In a similar fashion, the rituals related to Ainu traditional views on life and death were denied, and Ainu were even forced to adopt the gendered customs of the so-called mainlanders. It goes without saying that the language of the Hokkaido Development Agency’s announcement is Japanese. The Ainu language, which did not have a writing system, was not acknowledged as a language. Thus, Hokkaido became a place where only mainlanders could live and prosper, and “cooperating with natives” there was fundamentally impossible.

This was not, however, solely the idea of the Hokkaido Development Agency’s director Kuroda Kiyotaka. Kuroda, who had traveled to the United States, invited Horace Capron, commissioner of the Department of Agriculture under the authority of the victorious Civil War general President Grant, as a foreign consultant to assist in “developing Hokkaido.” The offer to Capron set his yearly salary at 10,000 dollars and included housing. Capron, after arriving in Japan in 1871, ordered a survey by forestry agents and chemists who had accompanied him from the United States, instructing them to search for appropriate farming, logging, and mining locations. America’s putative development path after the opening of the transcontinental railroad was put into practice in Hokkaido. That is to say, the strategic aggression against, and encroachment upon, American indigenous peoples by Anglo-Saxon “immigrants” were replicated by Japanese immigrants in Hokkaido, the homeland of the Ainu. Capron, who advocated free migration and foreign capital, but opposed to the bitter end the Meiji administration’s commitment to “development” through government channels, returned home in 1875.

Then, in that same year there was a turning point in Hokkaido’s development due to the signing of the Russo-Japanese cooperation agreement called the Sakhalin-Kurile Exchange Treaty. The states known as Russia and Japan unilaterally divided up the territory of Ainu Moshir and drew the countries’ borders in such a fashion that people of the same ethnic group were made to hold differing citizenship. Once the national borders were fixed, 854 Ainu living in Sakhalin were forcibly moved to Hokkaido, and there were even cases in which Ainu were coerced into relocating to interior areas because authorities feared they would escape back to their homeland.

In 1876, William Smith Clark came to Japan on a contract to establish the Sapporo Agricultural College.7 In the short period of one year, he taught agricultural practices suited to Hokkaido’s climate and lifestyle, converted students to Christianity, and attempted to shape Hokkaido’s landscape into the likes of a rural farming community in New England.

Thus, the origins of the development of Hokkaido, to put it simply, lie in a system of invasive immigration as relief for the former samurai who had lost privileges that they had had as military personnel and government officials under the shogunal system during the Tokugawa period (1600-1868). For example, in 1873, the Hokkaido tondenhei farming-militia system was created, which until 1890 mainly recruited former samurai as a crucial means to provide them aid. By 1899, when the Hokkaido Former Natives Protection Law was issued, 7,337 households totaling 39,911 people were sent as “emigrants” to Hokkaido under this program.

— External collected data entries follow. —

// SPDX-FileCopyrightText: 2026 Myemtee Contributors
// SPDX-License-Identifier: MIT OR Apache-2.0

//! Per-day feeling averages for the calendar view.

use std::collections::BTreeMap;

use myemtee_core::{DayFeelings, MyemteeError};

use crate::codec::EntryCodec;

impl EntryCodec {
    /// Average the feelings of each day, rounded to the nearest integer.
    ///
    /// Plain numeric values are used directly; anything else is decrypted
    /// first. Values that still do not start with an integer (legacy emoji,
    /// foreign ciphertext) are skipped, and days with nothing usable are
    /// left out of the result.
    pub fn feeling_averages(&self, days: &[DayFeelings]) -> BTreeMap<String, i64> {
        days.iter()
            .filter_map(|day| {
                let values: Vec<f64> = day
                    .feelings
                    .iter()
                    .filter_map(|f| self.feeling_value(f))
                    .collect();
                if values.is_empty() {
                    return None;
                }
                let mean = values.iter().sum::<f64>() / values.len() as f64;
                Some((day.date.clone(), (mean + 0.5).floor() as i64))
            })
            .collect()
    }

    fn feeling_value(&self, raw: &str) -> Option<f64> {
        let trimmed = raw.trim();
        if trimmed.is_empty() {
            return None;
        }
        if let Ok(n) = trimmed.parse::<f64>()
            && n.is_finite()
        {
            return Some(n);
        }
        leading_integer(&self.decode_feeling(raw)).map(|n| n as f64)
    }
}

/// Parse the integer prefix of `s`, ignoring leading whitespace and any
/// trailing garbage. `"4 (ok)"` yields 4, `"😊"` yields nothing.
fn leading_integer(s: &str) -> Option<i64> {
    let s = s.trim_start();
    let sign_len = usize::from(s.starts_with(['+', '-']));
    let digits_len = s[sign_len..]
        .bytes()
        .take_while(u8::is_ascii_digit)
        .count();
    if digits_len == 0 {
        return None;
    }
    s[..sign_len + digits_len].parse().ok()
}

/// Compute per-day averages for `user_identity` off the async executor.
pub async fn feeling_averages(
    days: Vec<DayFeelings>,
    user_identity: &str,
) -> Result<BTreeMap<String, i64>, MyemteeError> {
    let identity = user_identity.to_string();
    tokio::task::spawn_blocking(move || {
        let codec = EntryCodec::for_identity(&identity)?;
        Ok(codec.feeling_averages(&days))
    })
    .await
    .map_err(|e| MyemteeError::Internal(format!("averaging task failed: {e}")))?
}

In 1883, the year after the abolishment of the Hokkaido Development Agency, the central government decreed that every year 150,000 yen could be lent to former samurai who applied to migrate and settle in Hokkaido, and the Regulation for the Settlement of Former Samurai (1885) in Hokkaido was issued. This regulation gave extremely privileged and favorable treatment to former samurai from all prefectures who could not shoulder the resettlement expenses, loaning them interest-free capital for opening land and even offering payment plans that allowed a deferment for seven years and thereafter twenty annual installments. Each household was provided with approximately 8 acres of land, and after this had been opened it could be purchased at a low price. Under this Regulation for the Settlement of Former Samurai, 300 samurai households “emigrated” to Hokkaido. Not only that, there were numerous legal devices put into place to “protect” the “emigrants,” who were mostly samurai. Of course, in the background, the livelihoods of Ainu, which were fundamentally rooted in nature, were destroyed by this process.

Thus, the term “protection” in the Hokkaido Former Natives Protection Law not only suppresses the over thirty years of history of the Japanese invasion and looting of Ainu Moshir, but also, in the end, contains the intention to invert the situation so as to make it appear that it was the Ainu’s fault. We should not forget, moreover, that the Hokkaido tondenhei farming-militia fell under the Ministry of the Army’s administration and participated in both the Sino-Japanese War and Russo-Japanese War (1904-1905) as part of Japan’s imperial regular army. These ostensible emigrants were therefore also an invading army.

The Discourse of “Ruin”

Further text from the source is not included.